═════ Records supplied ═════

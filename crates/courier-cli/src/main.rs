//! Courier CLI - terminal front end for the courier client session.
//!
//! Logs in against the platform authority, keeps the session renewed, and
//! streams live package notifications while `watch` is running.

mod app;

use std::io;
use std::path::Path;

use anyhow::Result;
use tracing::info;
use tracing_appender::non_blocking::WorkerGuard;
use tracing_subscriber::{fmt, prelude::*, EnvFilter};

use app::App;
use courier_core::Config;

const USAGE: &str = "\
Usage: courier <command>

Commands:
  login [identifier]   Log in and store the session
  status               Show the stored session
  logout               End the session and forget the credential
  watch                Stream live notifications until Ctrl-C";

/// Log file prefix inside the cache directory (rotated daily)
const LOG_FILE_PREFIX: &str = "courier.log";

/// Initialize the tracing subscriber for logging.
///
/// With `log_dir` set, events are also written to a daily rolling file there;
/// the returned guard must be held until exit so buffered lines get flushed.
fn init_tracing(log_dir: Option<&Path>) -> Option<WorkerGuard> {
    // Use RUST_LOG env var to control log level (e.g., RUST_LOG=debug)
    let filter = EnvFilter::try_from_default_env()
        .unwrap_or_else(|_| EnvFilter::new("warn"));

    let (file_layer, guard) = match log_dir {
        Some(dir) => {
            let appender = tracing_appender::rolling::daily(dir, LOG_FILE_PREFIX);
            let (writer, guard) = tracing_appender::non_blocking(appender);
            (
                Some(fmt::layer().with_ansi(false).with_writer(writer)),
                Some(guard),
            )
        }
        None => (None, None),
    };

    tracing_subscriber::registry()
        .with(fmt::layer().with_writer(io::stderr))
        .with(file_layer)
        .with(filter)
        .init();

    guard
}

#[tokio::main]
async fn main() -> Result<()> {
    // Load .env file if present (silently ignore if not found)
    let _ = dotenvy::dotenv();

    let args: Vec<String> = std::env::args().skip(1).collect();
    let command = args.first().map(String::as_str);

    let config = Config::load()?;

    let log_dir = match command {
        Some("watch") => Some(config.cache_dir()?),
        _ => None,
    };
    let _log_guard = init_tracing(log_dir.as_deref());
    info!(command = ?command, "Courier CLI starting");

    let mut app = App::new(config)?;

    match command {
        Some("login") => app.login(args.get(1).map(String::as_str)).await,
        Some("status") => app.status().await,
        Some("logout") => app.logout(),
        Some("watch") => app.watch().await,
        Some("-h") | Some("--help") | Some("help") => {
            println!("{}", USAGE);
            Ok(())
        }
        _ => {
            eprintln!("{}", USAGE);
            std::process::exit(2);
        }
    }
}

═════

What needs to be done:
Filter the records above down to the lines containing "EnvFilter".

Solved exercise:
use tracing_subscriber::{fmt, prelude::*, EnvFilter};
    let filter = EnvFilter::try_from_default_env()
        .unwrap_or_else(|_| EnvFilter::new("warn"));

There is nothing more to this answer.